Karl Marx:            It was a historical inevitability. 
 
Jacques Derrida:      Any number of contending discourses may be discovered
                      within the act of the chicken crossing the road, and
                      each interpretation is equally valid as the authorial
                      intent can never be discerned, because structuralism
                      is DEAD, DAMMIT, DEAD!

Thomas de Torquemada: Give me ten minutes with the chicken and I'll find out.

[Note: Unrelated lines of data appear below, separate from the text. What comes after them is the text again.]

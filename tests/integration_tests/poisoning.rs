// SPDX-License-Identifier: AGPL-3.0-or-later
// Copyright (C) 2012-2025 Andrei Maltsev

use std::{
    str::FromStr,
    sync::{
        Arc,
        atomic::{AtomicUsize, Ordering},
    },
};

use anyhow::Result;
use bytes::Bytes;
use ndn_transfer_rs::{
    consumer::{RetrieveError, context::RetrievalMode},
    models::name::Name,
};

use super::common::{
    consumer_config, consumer_on, link, payload, producer_config, producer_on,
};

#[tokio::test(flavor = "multi_thread", worker_threads = 2)]
async fn test_forged_segment_recovered_by_exclusion() -> Result<()> {
    let link = link();
    let mut cfg = producer_config("/secure")?;
    cfg.data_packet_size = 1024;
    let mut producer = producer_on(&link, cfg);
    producer.attach()?;

    let input = payload(4000);
    let suffix = Name::from_str("/doc")?;
    producer.produce(&suffix, &input)?;

    // forge the first copy of segment 3 in flight; the signature stays, so
    // the self digest no longer matches
    let tampered = Arc::new(AtomicUsize::new(0));
    {
        let tampered = Arc::clone(&tampered);
        link.set_data_hook(move |mut data| {
            if data.trailing_segment() == Some(3)
                && tampered.fetch_add(1, Ordering::SeqCst) == 0
            {
                data.content = Bytes::from_static(b"forged payload");
            }
            Some(data)
        });
    }

    let mut consumer =
        consumer_on(&link, consumer_config("/secure")?, RetrievalMode::Reliable);

    let retransmits = Arc::new(AtomicUsize::new(0));
    {
        let retransmits = Arc::clone(&retransmits);
        consumer.callbacks_mut().interest_retransmit = Some(Box::new(move |interest| {
            if interest.data_name().trailing_segment() == Some(3) {
                // the poisoned response's digest rides in the exclude set
                assert!(!interest.exclude.is_empty());
                retransmits.fetch_add(1, Ordering::SeqCst);
            }
        }));
    }

    let content = consumer.consume(suffix).await?;
    assert_eq!(content, input, "delivered bytes equal the produced buffer");
    assert_eq!(retransmits.load(Ordering::SeqCst), 1);
    assert!(tampered.load(Ordering::SeqCst) >= 2, "segment 3 traveled twice");
    Ok(())
}

#[tokio::test(flavor = "multi_thread", worker_threads = 2)]
async fn test_persistent_poisoning_terminates() -> Result<()> {
    let link = link();
    let mut cfg = producer_config("/secure")?;
    cfg.data_packet_size = 8096;
    let mut producer = producer_on(&link, cfg);
    producer.attach()?;

    let suffix = Name::from_str("/doc")?;
    producer.produce(&suffix, b"short adu")?;

    // every copy of segment 0 is forged, each with distinct bytes so the
    // exclude filter never screens the forgeries out
    let forgeries = Arc::new(AtomicUsize::new(0));
    {
        let forgeries = Arc::clone(&forgeries);
        link.set_data_hook(move |mut data| {
            if data.trailing_segment() == Some(0) {
                let n = forgeries.fetch_add(1, Ordering::SeqCst);
                data.content = Bytes::from(format!("forged payload {n}").into_bytes());
            }
            Some(data)
        });
    }

    let mut ccfg = consumer_config("/secure")?;
    ccfg.max_excluded_digests = 3;
    ccfg.validate_and_normalize()?;
    let mut consumer = consumer_on(&link, ccfg, RetrievalMode::Reliable);

    let err = consumer
        .consume(suffix)
        .await
        .expect_err("retrieval must give up");
    match err {
        RetrieveError::ContentPoisoned { segment } => assert_eq!(segment, 0),
        other => panic!("expected poisoning error, got {other:?}"),
    }
    Ok(())
}
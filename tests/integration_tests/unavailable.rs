// SPDX-License-Identifier: AGPL-3.0-or-later
// Copyright (C) 2012-2025 Andrei Maltsev

use std::{
    str::FromStr,
    sync::{
        Arc,
        atomic::{AtomicUsize, Ordering},
    },
    time::Duration,
};

use anyhow::Result;
use ndn_transfer_rs::{
    consumer::{RetrieveError, context::RetrievalMode},
    models::{nack::NackStatus, name::Name},
    producer::ProduceError,
};

use super::common::{consumer_config, consumer_on, link, producer_config, producer_on};

#[tokio::test(flavor = "multi_thread", worker_threads = 2)]
async fn test_data_not_available_nack_terminates() -> Result<()> {
    let link = link();
    let mut producer = producer_on(&link, producer_config("/empty")?);

    let handle = producer.handle();
    producer.set_callbacks(move |callbacks| {
        let handle = handle.clone();
        callbacks.cache_miss = Some(Box::new(move |interest| {
            handle
                .nack(interest, NackStatus::DataNotAvailable, None)
                .expect("nack");
        }));
    });
    producer.attach()?;

    let mut consumer =
        consumer_on(&link, consumer_config("/empty")?, RetrievalMode::Reliable);
    let err = consumer
        .consume(Name::from_str("/nothing")?)
        .await
        .expect_err("nothing to retrieve");
    assert!(matches!(err, RetrieveError::NotAvailable { .. }));
    Ok(())
}

#[tokio::test(flavor = "multi_thread", worker_threads = 2)]
async fn test_silent_network_hits_retry_ceiling() -> Result<()> {
    // nobody registered the prefix: every request expires
    let link = link();

    let mut cfg = consumer_config("/void")?;
    cfg.interest_lifetime = Some(Duration::from_millis(60));
    cfg.interest_retx = 1;
    cfg.validate_and_normalize()?;
    let retx_budget = cfg.interest_retx;
    let mut consumer = consumer_on(&link, cfg, RetrievalMode::Reliable);

    let seg_zero = Arc::new(AtomicUsize::new(0));
    {
        let seg_zero = Arc::clone(&seg_zero);
        consumer.callbacks_mut().interest_leave_cntx = Some(Box::new(move |interest| {
            if interest.data_name().trailing_segment() == Some(0) {
                seg_zero.fetch_add(1, Ordering::SeqCst);
            }
        }));
    }

    let err = consumer
        .consume(Name::from_str("/hole")?)
        .await
        .expect_err("nothing answers");
    match err {
        RetrieveError::NotAvailable { partial, .. } => assert!(partial.is_empty()),
        other => panic!("expected unavailability, got {other:?}"),
    }
    // retry ceiling: the original expression plus at most `interest_retx`
    // retransmissions
    assert!(seg_zero.load(Ordering::SeqCst) as u32 <= retx_budget + 1);
    Ok(())
}

#[tokio::test(flavor = "multi_thread", worker_threads = 2)]
async fn test_stop_aborts_retrieval() -> Result<()> {
    let link = link();

    let mut cfg = consumer_config("/void")?;
    cfg.interest_lifetime = Some(Duration::from_secs(5));
    cfg.validate_and_normalize()?;
    let mut consumer = consumer_on(&link, cfg, RetrievalMode::Reliable);

    let handle = consumer.handle();
    tokio::spawn(async move {
        tokio::time::sleep(Duration::from_millis(50)).await;
        handle.stop();
    });

    let err = consumer
        .consume(Name::from_str("/forever")?)
        .await
        .expect_err("stopped by the handle");
    assert!(matches!(err, RetrieveError::Stopped { .. }));
    Ok(())
}

#[tokio::test(flavor = "multi_thread", worker_threads = 2)]
async fn test_registration_failure_is_synchronous() -> Result<()> {
    let link = link();
    link.refuse_registrations(true);

    let mut producer = producer_on(&link, producer_config("/denied")?);
    let err = producer.attach().expect_err("registration refused");
    assert!(matches!(err, ProduceError::Registration(_)));
    assert!(!producer.registration_status().is_success());
    Ok(())
}

#[tokio::test(flavor = "multi_thread", worker_threads = 2)]
async fn test_duplicate_registration_is_rejected() -> Result<()> {
    let link = link();
    let mut first = producer_on(&link, producer_config("/dup")?);
    first.attach()?;

    let mut second = producer_on(&link, producer_config("/dup")?);
    assert!(matches!(
        second.attach(),
        Err(ProduceError::Registration(_))
    ));
    Ok(())
}
// SPDX-License-Identifier: AGPL-3.0-or-later
// Copyright (C) 2012-2025 Andrei Maltsev

pub mod context;
pub mod segmenter;

use std::sync::Arc;

use thiserror::Error;

use crate::models::{data::Data, interest::Interest, name::Name};

/// Producer-side failures surfaced to the application.
#[derive(Debug, Error)]
pub enum ProduceError {
    #[error("prefix registration failed")]
    Registration(#[source] anyhow::Error),
    #[error("name {name} is outside the registered prefix")]
    NameOutsidePrefix { name: Name },
    #[error("packet size budget leaves no room for content (cap would be {cap})")]
    PacketTooSmall { cap: isize },
    #[error("signing failed")]
    Signing(#[source] anyhow::Error),
    #[error("segment emission failed")]
    Emit(#[source] anyhow::Error),
    #[error(transparent)]
    Face(anyhow::Error),
}

pub type ProducerInterestCallback = Box<dyn FnMut(&Interest) + Send>;
pub type ProducerDataCallback = Box<dyn FnMut(&Data) + Send>;
/// Replacement signing routine; fires instead of the built-in signer for
/// packets that are not bound to a manifest. Shared so the producer can
/// call it without holding the callback table lock.
pub type SecureCallback = Arc<dyn Fn(&mut Data) -> anyhow::Result<()> + Send + Sync>;

/// Producer event surface. Slots are optional; the worker task and the
/// producing caller both fire them, so the table lives behind a lock.
#[derive(Default)]
pub struct ProducerCallbacks {
    /// A request arrived from the transport.
    pub interest_enter_cntx: Option<ProducerInterestCallback>,
    /// A request was dropped because the receive buffer was full.
    pub interest_drop_rcv_buf: Option<ProducerInterestCallback>,
    /// A request was dequeued by the worker.
    pub interest_pass_rcv_buf: Option<ProducerInterestCallback>,
    /// A request was answered straight from the content store.
    pub cache_hit: Option<ProducerInterestCallback>,
    /// A request missed the store; the application should produce or nack.
    pub cache_miss: Option<ProducerInterestCallback>,
    /// A fresh segment exists, not yet signed.
    pub new_segment: Option<ProducerDataCallback>,
    /// Application-provided signing (see [`SecureCallback`]).
    pub data_to_secure: Option<SecureCallback>,
    /// A packet is about to enter the content store.
    pub data_in_snd_buf: Option<ProducerDataCallback>,
    /// A packet is leaving toward the transport.
    pub data_leave_cntx: Option<ProducerDataCallback>,
    /// A packet was evicted from the content store.
    pub data_evict_snd_buf: Option<ProducerDataCallback>,
}

impl ProducerCallbacks {
    pub(crate) fn fire_interest(
        slot: &mut Option<ProducerInterestCallback>,
        interest: &Interest,
    ) {
        if let Some(callback) = slot.as_mut() {
            callback(interest);
        }
    }

    pub(crate) fn fire_data(slot: &mut Option<ProducerDataCallback>, data: &Data) {
        if let Some(callback) = slot.as_mut() {
            callback(data);
        }
    }
}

Timothy Leary:        Because that's the only kind of trip the Establishment
                      would let it take.

Douglas Adams:        Forty-two.

Nietzsche:            Because if you gaze too long across the Road, the Road
                      gazes also across you.
 
B.F. Skinner:         Because the external influences which had pervaded its
                      sensorium from birth had caused it to develop in such a
                      fashion that it would tend to cross roads, even while
                      believing these actions to be of its own free will.

Carl Jung:            The confluence of events in the cultural gestalt
                      necessitated that individual chickens cross roads at
                      this historical juncture, and therefore
                      synchronicitously brought such occurrences into being.

Jean-Paul Sartre:     In order to act in good faith and be true to itself,
                      the chicken found it necessary to cross the road.